Vortrag halten, Menschen ansprechen, Herausforderungen
Raus aus der Komfortzone! Diese simple Frage hilft dabei, endlich mutiger zu werden
von Lauren Ramoser
Ich höre das Blut in meinen Adern rauschen, meine Hände zittern, mir ist kalt und ich frage mich immer wieder: Warum tue ich mir das an? Minuten vor meinem Auftritt vor 200 Gästen bei einem Travel Slam stelle ich meine freiwillige Entscheidung mitzumachen, stark in Frage. Doch dann geht es auch schon los! Die systemische Beraterin Ruth Marquardt erklärt, warum wir an solchen Herausforderungen wachsen können.

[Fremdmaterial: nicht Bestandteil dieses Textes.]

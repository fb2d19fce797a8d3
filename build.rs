use std::env;
use std::path::{Path, PathBuf};

const HEADER: &str = "include/tithe_core.h";

fn main() {
    println!("cargo:rerun-if-changed={}", HEADER);

    // Apple hosts link the static library from Swift
    if env::var("TARGET").is_ok_and(|target| target.contains("apple")) {
        println!("cargo:rustc-link-lib=framework=Foundation");
    }

    // Copy the header next to the built library: target/<profile>/
    let Ok(out_dir) = env::var("OUT_DIR") else {
        return;
    };
    let Some(target_dir) = PathBuf::from(out_dir).ancestors().nth(3).map(Path::to_path_buf) else {
        return;
    };
    if Path::new(HEADER).exists() {
        if let Err(e) = std::fs::copy(HEADER, target_dir.join("tithe_core.h")) {
            println!("cargo:warning=Failed to copy header file: {}", e);
        }
    }
}
use serde::{Deserialize, Serialize};
use serde_json::json;
use std::fmt;

use crate::errors::{DomainError, ServiceError, ValidationError};

/// Error codes for FFI boundary
#[repr(i32)]
#[derive(Debug, Clone, Copy, PartialEq, Eq, Serialize, Deserialize)]
pub enum ErrorCode {
    // Success (no error)
    Success = 0,

    // General errors (1-99)
    InvalidArgument = 2,
    NullPointer = 3,
    InvalidUtf8 = 4,
    InvalidJson = 5,
    InternalError = 6,

    // Domain errors (200-299)
    ValidationFailed = 204,
    ExternalError = 209,

    // Service errors (300-399)
    ConfigurationError = 310,
}

impl fmt::Display for ErrorCode {
    fn fmt(&self, f: &mut fmt::Formatter<'_>) -> fmt::Result {
        write!(f, "{:?} ({})", self, *self as i32)
    }
}

/// Error type for FFI boundary
#[derive(Debug, Clone, PartialEq, Serialize, Deserialize)]
pub struct FFIError {
    /// Error code for programmatic handling
    pub code: ErrorCode,

    /// Human-readable error message
    pub message: String,

    /// Optional additional details (JSON string)
    pub details: Option<String>,
}

impl fmt::Display for FFIError {
    fn fmt(&self, f: &mut fmt::Formatter<'_>) -> fmt::Result {
        if let Some(details) = &self.details {
            write!(f, "{}: {} ({})", self.code, self.message, details)
        } else {
            write!(f, "{}: {}", self.code, self.message)
        }
    }
}

impl std::error::Error for FFIError {}

impl FFIError {
    pub fn new(code: ErrorCode, message: &str) -> Self {
        Self {
            code,
            message: message.to_string(),
            details: None,
        }
    }

    pub fn with_details(code: ErrorCode, message: &str, details: &str) -> Self {
        Self {
            code,
            message: message.to_string(),
            details: Some(details.to_string()),
        }
    }

    pub fn invalid_argument(message: &str) -> Self {
        Self::new(ErrorCode::InvalidArgument, message)
    }

    pub fn null_pointer(argument: &str) -> Self {
        Self::with_details(
            ErrorCode::NullPointer,
            &format!("Null pointer passed for '{}'", argument),
            &json!({ "argument": argument }).to_string(),
        )
    }

    pub fn invalid_json(err: &serde_json::Error) -> Self {
        Self::with_details(
            ErrorCode::InvalidJson,
            &format!("Malformed payload: {}", err),
            &json!({ "line": err.line(), "column": err.column() }).to_string(),
        )
    }

    pub fn internal(message: String) -> Self {
        Self::new(ErrorCode::InternalError, &message)
    }
}

impl From<ValidationError> for FFIError {
    fn from(err: ValidationError) -> Self {
        let details = match &err {
            ValidationError::Required { field } => json!({ "field": field, "type": "required" }),
            ValidationError::MaxLength { field, max } => {
                json!({ "field": field, "type": "max_length", "max": max })
            }
            ValidationError::Range { field, min, max } => {
                json!({ "field": field, "type": "range", "min": min, "max": max })
            }
            ValidationError::Format { field, reason } => {
                json!({ "field": field, "type": "format", "reason": reason })
            }
        };
        Self::with_details(ErrorCode::ValidationFailed, &err.to_string(), &details.to_string())
    }
}

impl From<DomainError> for FFIError {
    fn from(err: DomainError) -> Self {
        match err {
            DomainError::Validation(val_err) => val_err.into(),
            DomainError::External(msg) => Self::new(ErrorCode::ExternalError, &msg),
            DomainError::Internal(msg) => Self::new(ErrorCode::InternalError, &msg),
        }
    }
}

impl From<ServiceError> for FFIError {
    fn from(err: ServiceError) -> Self {
        match err {
            ServiceError::Domain(domain_err) => domain_err.into(),
            ServiceError::Configuration(msg) => Self::new(ErrorCode::ConfigurationError, &msg),
        }
    }
}

/// Result type for FFI functions
pub type FFIResult<T> = Result<T, FFIError>;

Wie erkenne ich meine Komfortzone?
Als Journalistin habe ich keine Schwierigkeiten, Menschen anzusprechen. Mir macht es auch nichts aus, bei Unbekannten anzurufen und auch vor Fernsehkameras zu stehen, sorgt bei mir nicht mehr für Aufregung. Schließlich ist das mein Job, das habe ich viele Jahre lang gelernt und dabei geht es ja auch selten um mich selbst, sondern um ein bestimmtes Thema. Das ist meine Komfortzone. „Die Komfortzone ist, wenn die feste Abläufe habe, wenn ich weiß, was passiert. Ich fühle mich als würde ich die Situation beherrschen“, erklärt mir die systemische Beraterin Ruth Marquardt.
Doch was passiert, wenn ich diese Komfortzone verlasse?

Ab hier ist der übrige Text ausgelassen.